Personal information
- Full name: Seyit Cem Ünsal
- Date of birth: 9 October 1975 (age 50)
- Place of birth: Kayseri, Turkey
- Height: 1.85 m (6 ft 1 in)
- Position: Forward

Youth career
- Kayserispor

Senior career*
- Years: Team / Apps / (Gls)
- 1994–1995: Kayserispor / 11 / (1)
- 1995–1997: Gençlerbirliği S.K. / 11 / (1)
- 1996–1997: → Erzurumspor (loan) / 28 / (6)
- 1997–1998: Anyang LG Cheetahs / 3 / (0)
- 1998: Barcelona / 0 / (0)
- 1998–2003: Trabzonspor / 10 / (0)
- 1999–2000: → Vanspor (loan) / 11 / (4)
- 2000–2001: → Kocaelispor (loan) / 4 / (0)
- 2001–2002: → Batman Petrolspor (loan) / 13 / (3)
- 2003: İstanbul BB / 1 / (0)
- 2004–2005: Altay S.K. / 7 / (0)
- 2005–2006: Şanlıurfaspor / 5 / (0)

International career
- 1993: Turkey U18 / 6 / (0)

= Seyit Cem Ünsal =

Turkish footballer (born 1975)

Seyit Cem Ünsal (born 9 October 1975) is a Turkish professional footballer who plays as a forward.
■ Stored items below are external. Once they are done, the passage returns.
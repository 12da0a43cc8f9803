//! Component archive extraction.
//!
//! Expands `.zip` archives into a freshly recreated destination directory,
//! rejecting entries whose names would escape it (zip-slip).

use camino::{Utf8Path, Utf8PathBuf};
use log::debug;
use std::fs::File;
use walkdir::WalkDir;

/// Trait for extracting component archives, enabling test mocking.
///
/// # Examples
///
/// ```
/// use javonet_installer::artefact::extraction::ZipExtractor;
///
/// let extractor = ZipExtractor;
/// // Use extractor.extract(archive_path, dest_dir) in production
/// ```
#[cfg_attr(test, mockall::automock)]
pub trait ArtefactExtractor {
    /// Extract the archive at `archive_path` into `dest_dir`.
    ///
    /// Returns the number of entries in the archive.
    ///
    /// # Errors
    ///
    /// Returns [`ExtractionError::Open`] if the archive cannot be read,
    /// [`ExtractionError::EmptyArchive`] if it has no entries,
    /// [`ExtractionError::PathTraversal`] if an entry escapes `dest_dir`,
    /// and [`ExtractionError::Io`] or [`ExtractionError::Entry`] on
    /// failures while writing entries.
    fn extract(&self, archive_path: &Utf8Path, dest_dir: &Utf8Path)
    -> Result<usize, ExtractionError>;
}

/// Errors arising from archive extraction.
#[derive(Debug, thiserror::Error)]
pub enum ExtractionError {
    /// I/O error during extraction.
    #[error("extraction I/O error: {0}")]
    Io(#[from] std::io::Error),

    /// The file is not a readable ZIP archive.
    #[error("cannot open ZIP archive {archive}: {source}")]
    Open {
        /// Path to the archive.
        archive: Utf8PathBuf,
        /// The underlying ZIP error.
        #[source]
        source: zip::result::ZipError,
    },

    /// An entry could not be read from the archive.
    #[error("cannot read archive entry: {0}")]
    Entry(#[from] zip::result::ZipError),

    /// A path in the archive attempts to traverse outside the destination.
    #[error("path traversal detected: {path}")]
    PathTraversal {
        /// The offending entry name.
        path: String,
    },

    /// The archive contains no entries.
    #[error("archive {archive} is empty")]
    EmptyArchive {
        /// Path to the archive.
        archive: Utf8PathBuf,
    },
}

/// Default extractor using the `zip` crate.
///
/// Entry names are resolved with [`zip::read::ZipFile::enclosed_name`], so
/// absolute names and `..` components are rejected before anything is
/// written.
pub struct ZipExtractor;

impl ArtefactExtractor for ZipExtractor {
    fn extract(
        &self,
        archive_path: &Utf8Path,
        dest_dir: &Utf8Path,
    ) -> Result<usize, ExtractionError> {
        let file = File::open(archive_path)?;
        let mut archive =
            zip::ZipArchive::new(file).map_err(|source| ExtractionError::Open {
                archive: archive_path.to_owned(),
                source,
            })?;

        if archive.is_empty() {
            return Err(ExtractionError::EmptyArchive {
                archive: archive_path.to_owned(),
            });
        }

        for index in 0..archive.len() {
            let mut entry = archive.by_index(index)?;
            let Some(relative) = entry.enclosed_name() else {
                return Err(ExtractionError::PathTraversal {
                    path: entry.name().to_owned(),
                });
            };
            let out_path = dest_dir.as_std_path().join(relative);

            if entry.is_dir() {
                std::fs::create_dir_all(&out_path)?;
                continue;
            }

            if let Some(parent) = out_path.parent() {
                std::fs::create_dir_all(parent)?;
            }
            let mut out_file = File::create(&out_path)?;
            std::io::copy(&mut entry, &mut out_file)?;

            #[cfg(unix)]
            {
                use std::os::unix::fs::PermissionsExt;
                if let Some(mode) = entry.unix_mode() {
                    let permissions = std::fs::Permissions::from_mode(mode);
                    if let Err(e) = std::fs::set_permissions(&out_path, permissions) {
                        debug!("cannot set mode {mode:o} on {}: {e}", out_path.display());
                    }
                }
            }
        }

        Ok(archive.len())
    }
}

/// Result of expanding one archive.
#[derive(Debug, Clone, PartialEq, Eq)]
pub enum Expansion {
    /// The archive file does not exist; nothing was touched.
    Missing,
    /// The archive was extracted into a fresh destination.
    Extracted {
        /// Number of regular files now present under the destination.
        files: usize,
    },
}

/// Expand `archive_path` into `dest_dir`, replacing any previous contents.
///
/// A missing archive is reported as [`Expansion::Missing`] without touching
/// the destination. Otherwise the destination is deleted, recreated, and the
/// archive extracted into it; the returned file count is taken from the
/// result on disk.
///
/// # Errors
///
/// Returns any [`ExtractionError`] raised while clearing the destination or
/// extracting. The destination may be left empty in that case.
pub fn expand_archive(
    extractor: &dyn ArtefactExtractor,
    archive_path: &Utf8Path,
    dest_dir: &Utf8Path,
) -> Result<Expansion, ExtractionError> {
    if !archive_path.exists() {
        debug!("expand_archive: {archive_path} does not exist");
        return Ok(Expansion::Missing);
    }

    if dest_dir.is_dir() {
        remove_directory(dest_dir)?;
    }
    std::fs::create_dir_all(dest_dir)?;

    let entries = extractor.extract(archive_path, dest_dir)?;
    let files = count_files(dest_dir);
    debug!("expand_archive: {entries} entries from {archive_path}, {files} files in {dest_dir}");

    Ok(Expansion::Extracted { files })
}

/// Recursively delete `dir` and everything below it.
///
/// A path that is not a directory is left alone.
///
/// # Errors
///
/// Returns the underlying I/O error if deletion fails.
pub fn remove_directory(dir: &Utf8Path) -> std::io::Result<()> {
    if !dir.is_dir() {
        return Ok(());
    }
    std::fs::remove_dir_all(dir)
}

/// Count regular files anywhere below `dir`.
///
/// Returns zero when `dir` is not a directory. Unreadable entries are
/// skipped.
#[must_use]
pub fn count_files(dir: &Utf8Path) -> usize {
    if !dir.is_dir() {
        return 0;
    }
    WalkDir::new(dir)
        .min_depth(1)
        .into_iter()
        .filter_map(Result::ok)
        .filter(|entry| entry.file_type().is_file())
        .count()
}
He was the first Turkish player in South Korea and Barcelona in Spain.

==Club career==
Ünsal began his professional career with local club Kayserispor in 1994. He played mainly for Turkish clubs, as well as for South Korean side Anyang LG Cheetahs between 1997 and 1998, making a total of 12 appearances and scoring 1 goal (1997 FA Cup) in all competitions.